Pittsburgh, first on the schedule, is the overwhelming pick to win the Big East; Utah isn't even projected first in the Mountain West. Surely the Panthers have a score to settle from that 35-7 Fiesta Bowl execution. Later comes Iowa State, a Big 12 opponent on the road. The Cyclones won a bowl game last year, only the third in their history. So that game isn't likely to be a garden party.
Notre Dame may not be great this year, but when you're dealing with ghosts of seasons past, South Bend has more than anyone.
TCU and BYU are torture wrapped in a ribbon. Even under prime conditions, the Utes must worry about them.
Toss in a game in which the Utes aren't their sharpest — say Air Force — and they could be entering the Pac-10 with a .500 record.
"We better be focused, because the degree of difficulty right out of the gates is extreme," Whittingham said.
Thus, the Utes moved directly into their one-game-at-a-time mode.
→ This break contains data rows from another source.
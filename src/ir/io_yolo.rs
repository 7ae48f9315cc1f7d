//! YOLO label files.
//!
//! A label file has one object per line: `<class> <cx> <cy> <w> <h>`, with
//! the spatial values normalized to the image size. Class ids are 0-based;
//! decoded boxes get `class + 1` so that category 0 stays free for
//! "background".

use std::fs;
use std::path::Path;

use super::bbox::{BBoxXYWH, Pixel};
use super::io_image::read_image_dimensions;
use super::model::BoxRecord;
use super::CategoryId;
use crate::error::DetprepError;

/// The numeric fields of one label line, still normalized.
#[derive(Clone, Copy, Debug, PartialEq)]
pub struct YoloLabelRow {
    pub class_id: u64,
    pub cx: f64,
    pub cy: f64,
    pub w: f64,
    pub h: f64,
}

/// Parses one label line.
///
/// Returns `None` for lines that are not a record: blank lines, fewer than
/// five tokens, tokens that do not parse, or a class id with no 1-based
/// category (`u64::MAX`). Tokens past the fifth are ignored.
pub fn parse_label_line(line: &str) -> Option<YoloLabelRow> {
    // Take at most 5 tokens so pathological inputs do not allocate unbounded memory.
    let tokens: Vec<&str> = line.split_whitespace().take(5).collect();
    if tokens.len() < 5 {
        return None;
    }

    let class_id: u64 = tokens[0].parse().ok()?;
    class_id.checked_add(1)?;

    Some(YoloLabelRow {
        class_id,
        cx: tokens[1].parse().ok()?,
        cy: tokens[2].parse().ok()?,
        w: tokens[3].parse().ok()?,
        h: tokens[4].parse().ok()?,
    })
}

/// Converts a normalized label row to a pixel-space box for an image of the
/// given size.
pub fn to_pixel_box(row: YoloLabelRow, image_width: u32, image_height: u32) -> BoxRecord {
    let image_width = image_width as f64;
    let image_height = image_height as f64;

    let center_x = row.cx * image_width;
    let center_y = row.cy * image_height;
    let width = row.w * image_width;
    let height = row.h * image_height;

    BoxRecord::new(
        CategoryId::new(row.class_id.saturating_add(1)),
        BBoxXYWH::<Pixel>::from_cxcywh(center_x, center_y, width, height),
    )
}

/// Decodes label file contents for an image of the given size, in line order.
pub fn parse_label_str(content: &str, image_width: u32, image_height: u32) -> Vec<BoxRecord> {
    content
        .lines()
        .filter_map(parse_label_line)
        .map(|row| to_pixel_box(row, image_width, image_height))
        .collect()
}

/// Reads `image_path`'s dimensions, then decodes every record of `label_path`.
///
/// Fails if either the image header or the label file cannot be read.
pub fn read_yolo_boxes(label_path: &Path, image_path: &Path) -> Result<Vec<BoxRecord>, DetprepError> {
    let (width, height) = read_image_dimensions(image_path)?;
    let content = fs::read_to_string(label_path).map_err(DetprepError::io_at(label_path))?;
    Ok(parse_label_str(&content, width, height))
}

/// Fuzz-only entrypoint for YOLO single-line parsing.
#[cfg(feature = "fuzzing")]
pub fn fuzz_parse_label_line(input: &str) -> Option<BoxRecord> {
    parse_label_line(input).map(|row| to_pixel_box(row, 640, 480))
}
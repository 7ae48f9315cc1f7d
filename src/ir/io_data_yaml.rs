//! Dataset descriptor (`data.yaml`) reader and writer.
//!
//! YOLO tooling describes a dataset with a small YAML file:
//!
//! ```yaml
//! path: ./dataset
//! train: train/images
//! val: val/images
//! nc: 3
//! names: [b_fully_ripened, b_half_ripened, b_green]
//! ```
//!
//! `names` may also be an index map (`{0: b_fully_ripened, 1: ...}`).

use std::collections::BTreeMap;
use std::fs;
use std::path::Path;

use serde::{Deserialize, Deserializer, Serialize};

use super::model::LabelMap;
use crate::error::DetprepError;

#[derive(Clone, Debug, Default, PartialEq, Serialize, Deserialize)]
pub struct DataYaml {
    /// Class names indexed by 0-based YOLO class id.
    #[serde(default, deserialize_with = "deserialize_names")]
    pub names: Vec<String>,

    #[serde(default, skip_serializing_if = "Option::is_none")]
    pub nc: Option<usize>,

    #[serde(default, skip_serializing_if = "Option::is_none")]
    pub path: Option<String>,

    #[serde(default, skip_serializing_if = "Option::is_none")]
    pub train: Option<String>,

    #[serde(default, skip_serializing_if = "Option::is_none")]
    pub val: Option<String>,

    #[serde(default, skip_serializing_if = "Option::is_none")]
    pub test: Option<String>,
}

/// Upper bound on index-map keys; gaps are filled, so keys size the vector.
const MAX_CLASS_INDEX: usize = 1 << 16;

#[derive(Deserialize)]
#[serde(untagged)]
enum DataYamlNames {
    Sequence(Vec<String>),
    Mapping(BTreeMap<usize, String>),
}

fn deserialize_names<'de, D: Deserializer<'de>>(deserializer: D) -> Result<Vec<String>, D::Error> {
    let names = match DataYamlNames::deserialize(deserializer)? {
        DataYamlNames::Sequence(names) => names,
        DataYamlNames::Mapping(mapping) => {
            let len = mapping.keys().next_back().map_or(0, |max| max.saturating_add(1));
            if len > MAX_CLASS_INDEX {
                return Err(serde::de::Error::custom(format!(
                    "class index {} exceeds the supported maximum of {}",
                    len - 1,
                    MAX_CLASS_INDEX - 1
                )));
            }
            let mut names = vec![String::new(); len];
            for (index, name) in mapping {
                names[index] = name;
            }
            for (index, name) in names.iter_mut().enumerate() {
                if name.trim().is_empty() {
                    *name = format!("class_{}", index);
                }
            }
            names
        }
    };
    Ok(names)
}

impl DataYaml {
    /// Declared class count, falling back to the number of names.
    pub fn class_count(&self) -> usize {
        self.nc.unwrap_or(self.names.len())
    }

    /// `path` joined with `train`, or `train` alone when either is unset.
    pub fn train_path(&self) -> Option<String> {
        join_base(self.path.as_deref(), self.train.as_deref())
    }

    /// `path` joined with `val`, or `val` alone when either is unset.
    pub fn val_path(&self) -> Option<String> {
        join_base(self.path.as_deref(), self.val.as_deref())
    }

    /// Names keyed by category id; YOLO class `i` becomes category `i + 1`.
    pub fn label_map(&self) -> LabelMap {
        self.names
            .iter()
            .enumerate()
            .map(|(i, name)| ((i + 1) as u64, name.clone()))
            .collect()
    }
}

fn join_base(base: Option<&str>, split: Option<&str>) -> Option<String> {
    match (base, split) {
        (Some(base), Some(split)) if !base.is_empty() && !split.is_empty() => {
            Some(format!("{}/{}", base, split))
        }
        (_, split) => split.map(str::to_string),
    }
}

pub fn read_data_yaml(path: &Path) -> Result<DataYaml, DetprepError> {
    let data = fs::read_to_string(path).map_err(DetprepError::io_at(path))?;
    serde_yaml::from_str(&data).map_err(|source| DetprepError::DataYamlParse {
        path: path.to_path_buf(),
        source,
    })
}

pub fn from_data_yaml_str(yaml: &str) -> Result<DataYaml, serde_yaml::Error> {
    serde_yaml::from_str(yaml)
}

pub fn write_data_yaml(path: &Path, data: &DataYaml) -> Result<(), DetprepError> {
    let yaml = serde_yaml::to_string(data).map_err(|source| DetprepError::DataYamlWrite {
        path: path.to_path_buf(),
        source,
    })?;
    fs::write(path, yaml).map_err(DetprepError::io_at(path))
}

/// Reads every document of a multi-document (`---` separated) YAML file.
pub fn read_yaml_documents(path: &Path) -> Result<Vec<serde_yaml::Value>, DetprepError> {
    let data = fs::read_to_string(path).map_err(DetprepError::io_at(path))?;
    serde_yaml::Deserializer::from_str(&data)
        .map(|document| {
            serde_yaml::Value::deserialize(document).map_err(|source| {
                DetprepError::DataYamlParse {
                    path: path.to_path_buf(),
                    source,
                }
            })
        })
        .collect()
}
They weren't discussing TCU, BYU or even Notre Dame; they were talking about that day's practice.
"I try not to look at (this year) as being different," said quarterback Jordan Wynn. "I feel everyone gave us their best shot last year, too. But there's a lot of excitement around the program, and we're just trying to stay focused and leave this conference with big smiles on our faces."
Pac-10 next year? Don't even bring it up.
As everyone knows, when embarking on an epic adventure, you first want to tidy up at home.